### What this task involves:
Work out how many lines in this listing hold the word "RegistrationHost", and give the number with nothing added.

### Study material:
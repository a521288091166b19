// SPDX-License-Identifier: Apache-2.0
// Copyright 2025 Ankit Kumar Pandey

//! Device registration and teardown.
//!
//! `start()` registers the identity, the class and the node, in that order.
//! If a step fails, the steps already completed are released in reverse
//! order before the host's error is returned. `stop()` releases all three in
//! the same reverse order and keeps going past errors.
//!
//! Handles live in `Option` slots and are taken out as they are released, so
//! rollback and teardown share one path and nothing is released twice.

use std::sync::Arc;

use serde::Serialize;

use crate::channel::OperationSet;
use crate::error::{HostError, LifecycleError, RegistrationStep};
use crate::state::LifecycleState;
use crate::types::{DeviceNumber, InstanceId};

/// Name used for the identity, the class, and as the node name prefix.
pub const DEVICE_NAME: &str = "hello";

/// Preferred major passed to the host. Zero asks for a dynamic major.
pub const DYNAMIC_MAJOR: u32 = 0;

/// Proof that an identity is registered.
#[derive(Debug, PartialEq, Eq)]
pub struct IdentityHandle {
    major: u32,
    name: String,
}

impl IdentityHandle {
    pub fn new(major: u32, name: impl Into<String>) -> Self {
        Self {
            major,
            name: name.into(),
        }
    }

    pub fn major(&self) -> u32 {
        self.major
    }

    pub fn name(&self) -> &str {
        &self.name
    }
}

/// Proof that a device class is registered.
#[derive(Debug, PartialEq, Eq)]
pub struct ClassHandle {
    id: u64,
    name: String,
}

impl ClassHandle {
    pub fn new(id: u64, name: impl Into<String>) -> Self {
        Self {
            id,
            name: name.into(),
        }
    }

    pub fn id(&self) -> u64 {
        self.id
    }

    pub fn name(&self) -> &str {
        &self.name
    }
}

/// Proof that a device node exists.
#[derive(Debug, PartialEq, Eq)]
pub struct NodeHandle {
    device_number: DeviceNumber,
    name: String,
}

impl NodeHandle {
    pub fn new(device_number: DeviceNumber, name: impl Into<String>) -> Self {
        Self {
            device_number,
            name: name.into(),
        }
    }

    pub fn device_number(&self) -> DeviceNumber {
        self.device_number
    }

    pub fn name(&self) -> &str {
        &self.name
    }

    /// Path clients open, e.g. `/dev/hello0`.
    pub fn path(&self) -> String {
        format!("/dev/{}", self.name)
    }
}

/// The hosting registration subsystem.
///
/// Handles are not `Clone`: releasing one consumes it.
pub trait RegistrationHost {
    /// Register `ops` under `name`. A `preferred_major` of 0 asks the host to
    /// pick a free major.
    fn register_identity(
        &self,
        preferred_major: u32,
        name: &str,
        ops: OperationSet,
    ) -> Result<IdentityHandle, HostError>;

    fn unregister_identity(&self, identity: IdentityHandle) -> Result<(), HostError>;

    fn register_class(&self, name: &str) -> Result<ClassHandle, HostError>;

    fn unregister_class(&self, class: ClassHandle) -> Result<(), HostError>;

    fn create_node(
        &self,
        class: &ClassHandle,
        device_number: DeviceNumber,
        name: &str,
    ) -> Result<NodeHandle, HostError>;

    fn destroy_node(&self, class: &ClassHandle, device_number: DeviceNumber)
        -> Result<(), HostError>;
}

impl<H: RegistrationHost + ?Sized> RegistrationHost for Arc<H> {
    fn register_identity(
        &self,
        preferred_major: u32,
        name: &str,
        ops: OperationSet,
    ) -> Result<IdentityHandle, HostError> {
        (**self).register_identity(preferred_major, name, ops)
    }

    fn unregister_identity(&self, identity: IdentityHandle) -> Result<(), HostError> {
        (**self).unregister_identity(identity)
    }

    fn register_class(&self, name: &str) -> Result<ClassHandle, HostError> {
        (**self).register_class(name)
    }

    fn unregister_class(&self, class: ClassHandle) -> Result<(), HostError> {
        (**self).unregister_class(class)
    }

    fn create_node(
        &self,
        class: &ClassHandle,
        device_number: DeviceNumber,
        name: &str,
    ) -> Result<NodeHandle, HostError> {
        (**self).create_node(class, device_number, name)
    }

    fn destroy_node(
        &self,
        class: &ClassHandle,
        device_number: DeviceNumber,
    ) -> Result<(), HostError> {
        (**self).destroy_node(class, device_number)
    }
}

/// Handles acquired so far. `node` implies `class` implies `identity`.
#[derive(Debug, Default)]
pub struct DeviceHandles {
    identity: Option<IdentityHandle>,
    class: Option<ClassHandle>,
    node: Option<NodeHandle>,
}

impl DeviceHandles {
    pub fn identity(&self) -> Option<&IdentityHandle> {
        self.identity.as_ref()
    }

    pub fn class(&self) -> Option<&ClassHandle> {
        self.class.as_ref()
    }

    pub fn node(&self) -> Option<&NodeHandle> {
        self.node.as_ref()
    }

    pub fn is_empty(&self) -> bool {
        self.identity.is_none() && self.class.is_none() && self.node.is_none()
    }
}

/// Status snapshot of a device.
#[derive(Debug, Clone, Serialize)]
pub struct DeviceReport {
    pub name: &'static str,
    pub instance_id: u32,
    pub state: String,
    pub device_number: Option<String>,
    pub node_path: Option<String>,
    pub capacity: Option<usize>,
}

/// Registration lifecycle of one device instance.
///
/// `start` and `stop` must be called from one thread, at most once each,
/// `start` first. A second `start` is rejected; `stop` in any state other
/// than `NodeCreated` does nothing. Dropping a started lifecycle stops it.
#[derive(Debug)]
pub struct DeviceLifecycle<H: RegistrationHost> {
    host: H,
    instance: InstanceId,
    state: LifecycleState,
    handles: DeviceHandles,
    capacity: Option<usize>,
}

impl<H: RegistrationHost> DeviceLifecycle<H> {
    pub fn new(host: H, instance: InstanceId) -> Self {
        Self {
            host,
            instance,
            state: LifecycleState::Empty,
            handles: DeviceHandles::default(),
            capacity: None,
        }
    }

    pub fn host(&self) -> &H {
        &self.host
    }

    pub fn instance(&self) -> InstanceId {
        self.instance
    }

    pub fn state(&self) -> LifecycleState {
        self.state
    }

    pub fn handles(&self) -> &DeviceHandles {
        &self.handles
    }

    /// Name of the node this instance creates, e.g. `hello2`.
    pub fn node_name(&self) -> String {
        format!("{}{}", DEVICE_NAME, self.instance)
    }

    /// Register the device and bind `ops` to it.
    ///
    /// On failure every completed step has been released and the lifecycle
    /// is `Failed`; the host's error is returned unchanged inside
    /// [`LifecycleError::RegistrationFailed`].
    pub fn start(&mut self, ops: OperationSet) -> Result<&DeviceHandles, LifecycleError> {
        if self.state != LifecycleState::Empty {
            return Err(LifecycleError::InvalidState {
                operation: "start",
                state: self.state,
            });
        }

        tracing::info!(param = %self.instance, "Loading with param");

        if let Err(err) = self.register(ops) {
            tracing::error!(error = %err, state = %self.state, "Registration failed, rolling back");
            self.release_all();
            self.transition_to(LifecycleState::Failed);
            return Err(err);
        }

        Ok(&self.handles)
    }

    /// Tear the device down. Never fails: errors from individual steps are
    /// logged and the remaining steps still run.
    pub fn stop(&mut self) {
        if self.state != LifecycleState::NodeCreated {
            tracing::warn!(state = %self.state, "Stop requested on a device that is not running");
            return;
        }

        tracing::info!("Unloading");
        self.release_all();
        self.transition_to(LifecycleState::Stopped);
    }

    pub fn report(&self) -> DeviceReport {
        DeviceReport {
            name: DEVICE_NAME,
            instance_id: self.instance.value(),
            state: self.state.to_string(),
            device_number: self.handles.node().map(|n| n.device_number().to_string()),
            node_path: self.handles.node().map(NodeHandle::path),
            capacity: self.capacity,
        }
    }

    fn register(&mut self, ops: OperationSet) -> Result<(), LifecycleError> {
        let capacity = ops.capacity();

        let identity = self
            .host
            .register_identity(DYNAMIC_MAJOR, DEVICE_NAME, ops)
            .map_err(|source| LifecycleError::RegistrationFailed {
                step: RegistrationStep::Identity,
                source,
            })?;
        let device_number = DeviceNumber::new(identity.major(), self.instance);
        self.handles.identity = Some(identity);
        self.capacity = Some(capacity);
        self.transition_to(LifecycleState::IdentityRegistered);

        let class = self.host.register_class(DEVICE_NAME).map_err(|source| {
            LifecycleError::RegistrationFailed {
                step: RegistrationStep::Class,
                source,
            }
        })?;
        self.transition_to(LifecycleState::ClassRegistered);

        let node_name = self.node_name();
        let class = self.handles.class.insert(class);
        let node = self
            .host
            .create_node(class, device_number, &node_name)
            .map_err(|source| LifecycleError::RegistrationFailed {
                step: RegistrationStep::Node,
                source,
            })?;
        tracing::info!(node = %node.path(), device_number = %device_number, "Device node created");
        self.handles.node = Some(node);
        self.transition_to(LifecycleState::NodeCreated);

        Ok(())
    }

    /// Release whatever is held, innermost first.
    fn release_all(&mut self) {
        if let Some(node) = self.handles.node.take() {
            match self.handles.class.as_ref() {
                Some(class) => {
                    if let Err(err) = self.host.destroy_node(class, node.device_number()) {
                        tracing::warn!(node = %node.path(), error = %err, "Failed to destroy device node");
                    }
                }
                None => {
                    tracing::error!(node = %node.path(), "Device node held without a class, cannot destroy it");
                }
            }
        }

        if let Some(class) = self.handles.class.take() {
            if let Err(err) = self.host.unregister_class(class) {
                tracing::warn!(error = %err, "Failed to unregister device class");
            }
        }

        if let Some(identity) = self.handles.identity.take() {
            let major = identity.major();
            if let Err(err) = self.host.unregister_identity(identity) {
                tracing::warn!(major, error = %err, "Failed to unregister device identity");
            }
        }

        self.capacity = None;
    }

    fn transition_to(&mut self, target: LifecycleState) {
        debug_assert!(
            self.state.can_transition_to(target),
            "invalid lifecycle transition {} -> {}",
            self.state,
            target
        );

        tracing::debug!(from = self.state.name(), to = target.name(), "State transition");
        self.state = target;
    }
}

impl<H: RegistrationHost> Drop for DeviceLifecycle<H> {
    fn drop(&mut self) {
        if self.state == LifecycleState::NodeCreated {
            self.stop();
        }
    }
}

### Exercise solution:
5